Usually, people will perpetuate two or more of these at people at the same time. "Oh, you wanna do games dev, you should use X", "oh, webdev? definitely Y". These are also crap. New people commonly don't know anything about the domains that you are talking about. By saying these things, you're being a bad teacher and you are confusing them. This is called cognitive overload. Imagine you asked a carpenter: ‎ You "Hi, I would like to learn how to be a carpenter. How do I do that?". Them "Oh, you should learn mahogany wood first, it's very flexible. Or you could if you are interested in statues learn oak wood first, that's very good for small carving. Or actually- :ackshually: ". ‎ They wouldn't answer like that. That'd be stupid. They'd give you a piece of wood, any piece of wood and tell you to carve. Now, I'm not a carpenter, so the above information may be inaccurate but you get the idea. When you're starting out you're not going to make a website worth any mention, or an AAA game. You're going to figure out what an if statement is, or a variable and a constant. Those are the important things at first. Pretty much all languages have these things, so all that is left then is the resources to learn. Most popular languages have these resources readily available. That's why our answer is the way it is. In addition, the example above is taking into account a one on one conversation. Those are not possible here anymore as there are over 80,000 people here. You can guarantee that there are developers that started out with all different kinds of languages. They're still all here today, developing, regardless of the variety in their choices. ‎ If you see a conversation like this crop up, please direct people to this channel or we will be forced to warn you. If you want to discuss the "theory of what actually makes a good first language" do it the right way, go to #language-design - use stats and studies with strong study strength. Don't vomit out your own opinion without a shred of evidence to back it up.

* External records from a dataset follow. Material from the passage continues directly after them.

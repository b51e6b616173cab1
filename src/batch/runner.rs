use std::sync::Arc;
use std::time::Instant;

use chrono::Local;
use tokio::task::JoinSet;
use tracing::{debug, error, info};

use crate::args::PositiveUsize;
use crate::error::{AppError, AppResult, HttpError};
use crate::http::{Dispatch, RequestSpec};

use super::{BatchResult, Latency, StatusHistogram};

/// Fans a spec out to `concurrency` simultaneous dispatches and aggregates
/// the outcomes.
#[derive(Clone)]
pub struct BatchRunner {
    dispatcher: Arc<dyn Dispatch>,
}

impl BatchRunner {
    #[must_use]
    pub fn new(dispatcher: Arc<dyn Dispatch>) -> Self {
        Self { dispatcher }
    }

    /// Runs one batch.
    ///
    /// Every call gets its own task; results are folded into the histogram in
    /// completion order by this function alone. HTTP statuses of any kind are
    /// counted. The first transport failure aborts the in-flight peers and is
    /// returned instead of a partial result.
    ///
    /// The runner enforces no deadline of its own: a call that never finishes
    /// holds the batch open.
    ///
    /// # Errors
    ///
    /// Returns the first dispatch error, or [`HttpError::DispatchTask`] when a
    /// dispatch task panicked.
    pub async fn run_batch(
        &self,
        spec: &Arc<RequestSpec>,
        concurrency: PositiveUsize,
    ) -> AppResult<BatchResult> {
        let started_at = Local::now().fixed_offset();
        let timer = Instant::now();

        let mut tasks = JoinSet::new();
        for _ in 0..concurrency.get() {
            let dispatcher = Arc::clone(&self.dispatcher);
            let spec = Arc::clone(spec);
            tasks.spawn(async move { dispatcher.dispatch(&spec).await });
        }

        let mut histogram = StatusHistogram::default();
        while let Some(joined) = tasks.join_next().await {
            let outcome = match joined {
                Ok(outcome) => outcome,
                Err(err) => {
                    tasks.abort_all();
                    error!(url = spec.url(), "Dispatch task failed: {}", err);
                    return Err(AppError::http(HttpError::DispatchTask { source: err }));
                }
            };
            match outcome {
                Ok(status) => {
                    let bucket = histogram.record(status);
                    debug!(url = spec.url(), status, bucket = bucket.label(), "Status code");
                }
                Err(err) => {
                    tasks.abort_all();
                    error!(url = spec.url(), "Batch aborted: {}", err);
                    return Err(err);
                }
            }
        }

        let elapsed = Latency::from_duration(timer.elapsed());
        info!(
            url = spec.url(),
            concurrency = concurrency.get(),
            "Batch finished in {}s",
            elapsed
        );
        Ok(BatchResult::new(started_at, elapsed, histogram, concurrency))
    }
}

When you have your language selected

You need a few things. You need a means to learn this language, and you need a place to ask questions. Hardly anyone gets it right the first time; programming is a pretty tough subject to get into, and trust me when I say I'm not gatekeeping here; you can do it as well as anyone else. You just need to devote some time to it. Below I've illustrated a step by step process for getting to grips with your first language. Follow it, and if you have questions, freely ask them ‎

  1. Get some learning material. Books work well for some people, MOOC courses work well for others. What you use should depend on you - you know yourself better than anyone, so you should pick what learning material you use. If you need some help picking some learning material, freely ask in the channel of your chosen language but please note if the language you are attempting to learn has a channel here, go to it and click on the channel topic. There is likely many resources there already. Use one that is labelled for newbies. ‎
  2. Remember that resources aren't enough. Explaining programming concepts is not an exact science, no one size fits all. That means you'll need to ask questions. Great places to ask questions include:
  • Google
  • StackOverflow
  • This Server
  • Reddit
  • Class - if you're in class and you don't know something, raise your hand!

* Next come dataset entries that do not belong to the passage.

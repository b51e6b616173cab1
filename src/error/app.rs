use thiserror::Error;

use super::{ConfigError, HttpError, StoreError, ValidationError};

#[derive(Debug, Error)]
pub enum AppError {
    #[error("I/O error: {source}")]
    Io {
        #[from]
        source: std::io::Error,
    },
    #[error("CLI error: {source}")]
    Clap {
        #[from]
        source: clap::Error,
    },
    #[error("JSON error: {source}")]
    Json {
        #[from]
        source: serde_json::Error,
    },
    #[error("Join error: {source}")]
    Join {
        #[from]
        source: tokio::task::JoinError,
    },
    #[error("Validation error: {0}")]
    Validation(#[from] ValidationError),
    #[error("Configuration error: {0}")]
    Config(#[from] ConfigError),
    #[error("HTTP error: {0}")]
    Http(#[from] HttpError),
    #[error("Store error: {0}")]
    Store(#[from] StoreError),
}

pub type AppResult<T> = Result<T, AppError>;

impl AppError {
    pub fn validation<E>(error: E) -> Self
    where
        E: Into<ValidationError>,
    {
        error.into().into()
    }

    pub fn config<E>(error: E) -> Self
    where
        E: Into<ConfigError>,
    {
        error.into().into()
    }

    pub fn http<E>(error: E) -> Self
    where
        E: Into<HttpError>,
    {
        error.into().into()
    }

    pub fn store<E>(error: E) -> Self
    where
        E: Into<StoreError>,
    {
        error.into().into()
    }

    /// True when the error came from the transport layer of a dispatched call.
    #[must_use]
    pub const fn is_transport(&self) -> bool {
        matches!(self, Self::Http(HttpError::Transport { .. }))
    }
}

Remember that googling is a skill; you're asking the internet "what is this thing?" Be specific about what you don't know, and it will help you. ‎

  1. Learn how to ask a well structured question. Asking questions is hard. "This is broken" - "I need help" - "This doesn't work" are not useful questions to ask. Be very specific about what is not working. If you want a good template for asking a question here, use this:

What do you expect to happen when your code runs?

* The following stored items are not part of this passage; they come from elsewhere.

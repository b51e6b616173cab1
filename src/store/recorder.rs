use std::sync::Arc;

use tracing::{error, info};

use crate::batch::BatchResult;
use crate::error::AppResult;

use super::{ResultRow, ResultStore, ScenarioMetadata};

/// Turns batch measurements into rows and appends them to a store.
#[derive(Clone)]
pub struct Recorder {
    store: Arc<dyn ResultStore>,
}

impl Recorder {
    #[must_use]
    pub fn new(store: Arc<dyn ResultStore>) -> Self {
        Self { store }
    }

    /// Builds the row for `batch` and appends it with a single write.
    ///
    /// A failed write is logged here and handed back; the measurement is not
    /// retried.
    ///
    /// # Errors
    ///
    /// Returns the store error when the append fails.
    pub async fn record(
        &self,
        batch: &BatchResult,
        metadata: ScenarioMetadata,
    ) -> AppResult<ResultRow> {
        let row = ResultRow::from_batch(batch, metadata);
        if let Err(err) = self.store.append(&row).await {
            error!(
                endpoint = %row.metadata.endpoint,
                description = %row.metadata.description,
                "Failed to record result, measurement lost: {}",
                err
            );
            return Err(err);
        }
        info!(
            endpoint = %row.metadata.endpoint,
            latency = %row.latency,
            "Recorded result"
        );
        Ok(row)
    }

    #[must_use]
    pub fn store(&self) -> &Arc<dyn ResultStore> {
        &self.store
    }
}
use std::path::PathBuf;

use super::StoreKind;

pub(crate) const DEFAULT_USER_AGENT: &str = concat!("apimon/", env!("CARGO_PKG_VERSION"));

/// Deployment the monitor targets when no base URL is configured.
pub(crate) const DEFAULT_BASE_URL: &str = "https://schematic-dev.api.sagebionetworks.org/v1";

pub(crate) const DEFAULT_MANIFEST_DIR: &str = "test_manifests";

pub(crate) const DEFAULT_SUBMIT_PAUSE: &str = "2s";

/// Results file used when `--store-path` is not given.
pub(crate) fn default_store_path(kind: StoreKind) -> PathBuf {
    match kind {
        StoreKind::Sqlite => PathBuf::from("latency.db"),
        StoreKind::Csv => PathBuf::from("latency.csv"),
    }
}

What actually happens when your code runs?

Any relevant code

  1. If you're going to provide code, try to provide the minimum amount of code possible that still demonstrates the broken behaviour. Use a service like to paste your code and then link it here. Pasting a big blob of code with no formatting will make people not want to help you. Make yourself easy to help! ‎
  2. Take breaks! Don't bang your head against something for 10 hours without a break. ‎
  3. Be consistent. Becoming a competent programmer is not something that is going to happen overnight.